Mr. Rooker: Food labelling regulations require an indication of the place of origin of a food if failure to give such particulars might mislead a purchaser to a material degree about its true origin or provenance. In the case of processed foods, the place of origin is generally taken as the place it last underwent a substantial change.

There are no proposals to extend labelling requirements to cover compliance with national animal health and welfare standards.

29 Jun 1998 : Column: 107

Mr. Edwards: To ask the Minister of Agriculture, Fisheries and Food if he will require imported poultry meat to be labelled with its country of origin. [47442]

Mr. Rooker: The labels on pre-packaged poultrymeat must give an indication of its country of origin when imported from outside the Community.
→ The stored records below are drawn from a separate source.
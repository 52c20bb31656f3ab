//! Version/status store backed by SQLite
//!
//! One canonical schema (see [`schema`]) holds the application records, their
//! last-analyzed fingerprints and free-form notes. Every other part of the
//! crate goes through [`Store`]; nothing else opens the database.
//!
//! The store owns a single connection behind a mutex. Each public operation
//! acquires it for exactly one unit of work, and multi-statement operations
//! run inside an immediate transaction, so two workers can never interleave
//! on the same application row.
//!
//! # Example
//!
//! ```no_run
//! use repkeeper::store::{AppStatus, Store};
//! use std::path::Path;
//!
//! # fn example() -> Result<(), repkeeper::store::StorageError> {
//! let store = Store::open(Path::new("metadata/repkeeper.db"))?;
//! let app = store.get_or_create("billing")?;
//! assert_eq!(app.status, AppStatus::New);
//! # Ok(())
//! # }
//! ```

pub mod applications;
pub mod fingerprints;
pub mod notes;
pub mod schema;
mod types;

pub use types::{AppRecord, AppStatus, Note};

use crate::fingerprint::Fingerprint;
use rusqlite::{Connection, TransactionBehavior};
use std::io;
use std::path::{Path, PathBuf};
use std::sync::Mutex;
use thiserror::Error;
use tracing::{debug, info};

#[derive(Debug, Error)]
pub enum StorageError {
    #[error("SQLite error: {0}")]
    Sqlite(#[from] rusqlite::Error),

    #[error("Failed to prepare database location {path}: {source}")]
    Io { path: PathBuf, source: io::Error },

    #[error("Application not found: {0}")]
    NotFound(String),

    #[error("Refusing to lower version of application {id} from {current} to {requested}")]
    VersionRegression {
        id: i64,
        current: i64,
        requested: i64,
    },

    #[error("Invalid status value: {0}")]
    InvalidStatus(String),

    #[error("Database connection lock poisoned")]
    LockPoisoned,
}

pub struct Store {
    conn: Mutex<Connection>,
}

impl Store {
    /// Open (or create) a database file and apply the schema.
    pub fn open(path: &Path) -> Result<Self, StorageError> {
        if let Some(parent) = path.parent().filter(|p| !p.as_os_str().is_empty()) {
            std::fs::create_dir_all(parent).map_err(|source| StorageError::Io {
                path: parent.to_path_buf(),
                source,
            })?;
        }

        let conn = Connection::open(path)?;
        schema::apply_pragmas(&conn, false)?;
        schema::apply_schema(&conn)?;
        info!(path = %path.display(), "Store opened");

        Ok(Self {
            conn: Mutex::new(conn),
        })
    }

    /// Open an in-memory database (for testing).
    pub fn open_in_memory() -> Result<Self, StorageError> {
        let conn = Connection::open_in_memory()?;
        schema::apply_pragmas(&conn, true)?;
        schema::apply_schema(&conn)?;

        Ok(Self {
            conn: Mutex::new(conn),
        })
    }

    /// Run `f` with exclusive access to the connection.
    pub fn with_conn<F, T>(&self, f: F) -> Result<T, StorageError>
    where
        F: FnOnce(&Connection) -> Result<T, StorageError>,
    {
        let guard = self.conn.lock().map_err(|_| StorageError::LockPoisoned)?;
        f(&guard)
    }

    /// Run `f` inside an immediate transaction; commits only if `f` succeeds.
    pub fn with_transaction<F, T>(&self, f: F) -> Result<T, StorageError>
    where
        F: FnOnce(&Connection) -> Result<T, StorageError>,
    {
        let mut guard = self.conn.lock().map_err(|_| StorageError::LockPoisoned)?;
        let tx = guard.transaction_with_behavior(TransactionBehavior::Immediate)?;
        let value = f(&tx)?;
        tx.commit()?;
        Ok(value)
    }

    /// Fetch the record for `name`, creating it (version 1, status `new`) on
    /// first discovery.
    pub fn get_or_create(&self, name: &str) -> Result<AppRecord, StorageError> {
        let (record, created) =
            self.with_transaction(|conn| applications::get_or_create(conn, name, &now()))?;
        if created {
            info!(app = %name, id = record.id, "Created application record");
        }
        Ok(record)
    }

    /// Set the status and, when given, the version. Always refreshes
    /// `last_updated`.
    pub fn update_status(
        &self,
        id: i64,
        status: AppStatus,
        version: Option<i64>,
    ) -> Result<AppRecord, StorageError> {
        self.with_transaction(|conn| applications::update_status(conn, id, status, version, &now()))
    }

    pub fn stored_fingerprint(&self, id: i64) -> Result<Fingerprint, StorageError> {
        self.with_conn(|conn| fingerprints::load(conn, id))
    }

    /// Replace the stored fingerprint as one atomic unit.
    pub fn replace_fingerprint(
        &self,
        id: i64,
        fingerprint: &Fingerprint,
    ) -> Result<(), StorageError> {
        self.with_transaction(|conn| {
            applications::get(conn, id)?;
            fingerprints::replace(conn, id, fingerprint)
        })
    }

    /// Persist an analysis pass: new fingerprint, status `analyzed`, and a
    /// version increment of exactly one when `bump_version` is set.
    pub fn record_analysis(
        &self,
        id: i64,
        fingerprint: &Fingerprint,
        bump_version: bool,
    ) -> Result<AppRecord, StorageError> {
        let record = self.with_transaction(|conn| {
            applications::get(conn, id)?;
            fingerprints::replace(conn, id, fingerprint)?;
            applications::mark_analyzed(conn, id, bump_version, &now())
        })?;
        debug!(
            app = %record.name,
            version = record.version,
            files = fingerprint.len(),
            bumped = bump_version,
            "Analysis recorded"
        );
        Ok(record)
    }

    pub fn mark_packaged(&self, id: i64, archive: &Path) -> Result<AppRecord, StorageError> {
        let archive = archive.to_string_lossy();
        self.with_transaction(|conn| applications::mark_packaged(conn, id, &archive, &now()))
    }

    pub fn get(&self, id: i64) -> Result<AppRecord, StorageError> {
        self.with_conn(|conn| applications::get(conn, id))
    }

    pub fn find(&self, name: &str) -> Result<Option<AppRecord>, StorageError> {
        self.with_conn(|conn| applications::find_by_name(conn, name))
    }

    /// All records ordered by name, retired ones included.
    pub fn list(&self) -> Result<Vec<AppRecord>, StorageError> {
        self.with_conn(|conn| applications::list(conn, true))
    }

    pub fn list_active(&self) -> Result<Vec<AppRecord>, StorageError> {
        self.with_conn(|conn| applications::list(conn, false))
    }

    pub fn add_note(&self, name: &str, text: &str) -> Result<Note, StorageError> {
        self.with_transaction(|conn| {
            let app = applications::require_by_name(conn, name)?;
            notes::insert(conn, &app, text, &now())
        })
    }

    pub fn notes(&self, name: &str) -> Result<Vec<Note>, StorageError> {
        self.with_conn(|conn| {
            let app = applications::require_by_name(conn, name)?;
            notes::list_for_app(conn, &app)
        })
    }

    /// Mark an application as retired. Its history is kept and the
    /// workflow stops processing it.
    pub fn retire(&self, name: &str) -> Result<AppRecord, StorageError> {
        self.with_transaction(|conn| applications::set_retired(conn, name, Some(&now())))
    }

    pub fn reinstate(&self, name: &str) -> Result<AppRecord, StorageError> {
        self.with_transaction(|conn| applications::set_retired(conn, name, None))
    }
}

fn now() -> String {
    chrono::Utc::now().to_rfc3339()
}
The UK is in the process of taking steps to require this information to appear on labels, tickets or notices near where unpackaged poultry is offered for sale.

There are no plans to require poultrymeat of Community origin to indicate its country of origin on labelling, although all poultrymeat produced in the Community must include the registered number of the slaughterhouse or cutting plant which supplied the product (except where cutting and boning is carried out at the place of sale). These registered numbers are pre-fixed with the initials of the member state concerned.

Mr. Edwards: To ask the Minister of Agriculture, Fisheries and Food if he will ensure that the charge for residue testing under European Union Directive 96/43/EC does not exceed the costs of testing. [47452]

Mr. Rooker: I refer my hon. Friend to my answer to the hon. Member for South-East Cambridgeshire (Mr. Paice) on 24 February 1998, Official Report, column 186, for background to this issue. He will wish to note, however, that the charge per tonne of poultrymeat is incorrectly stated as £1,0461; it should have read £1.0461.

The non-implementation of the requirement of Council Directive 96/43/EC to impose the minimum charge on the poultry industry is not an option. We have assured the industry that we will seek to re-negotiate this charge should the opportunity arise.

Mr. Edwards: To ask the Minister of Agriculture, Fisheries and Food if he will ban the import into the United Kingdom of meat from poultry which has been fed on meat and bone meal. [47444]

Mr. Rooker: No. The ban on meat and bone meal in poultry rations in the United Kingdom is to prevent cross contamination of ruminant feed with meat and bone meal incorporated into feed for other farm animals. It does not have any bearing on the poultry meat itself and there is therefore no basis on which it would be reasonable to extend these controls to imports.

Mr. Edwards: To ask the Minister of Agriculture, Fisheries and Food if he will restrict the import of poultry meat which has been subject to antibiotic growth enhancers. [47449]

Mr. Rooker: Additives, including antibiotic growth promoters, incorporated in animal feedingstuffs are controlled throughout the European Union under Council Directive 70/524/EEC. This provides that no additive may be used in animal feed unless it meets a requirement that, at the level permitted in feedingstuffs, it does not adversely affect human or animal health or the environment. Approved additives may be freely marketed in the European Union and there would be no justification for restricting the import of poultrymeat which had been subject to approved antibiotic growth promoters.

Mr. Edwards: To ask the Minister of Agriculture, Fisheries and Food what proposals he has to restrict antibiotic growth enhancers in poultry production. [47448]

29 Jun 1998 : Column: 108

Mr. Rooker: The Government are giving careful consideration to recommendations made by the Agriculture Committee and the House of Lords Select Committee on Science and Technology which concern the use of antibiotic growth promoters. Neither Committee made a specific recommendation relating to the use of antibiotic growth promoters by the poultry industry. The Government are advised on this issue by the independent scientific Veterinary Products Committee (VPC). In addition, the Advisory Committee on the Microbiological Safety of Food is reviewing the food safety implications of antimicrobial resistance.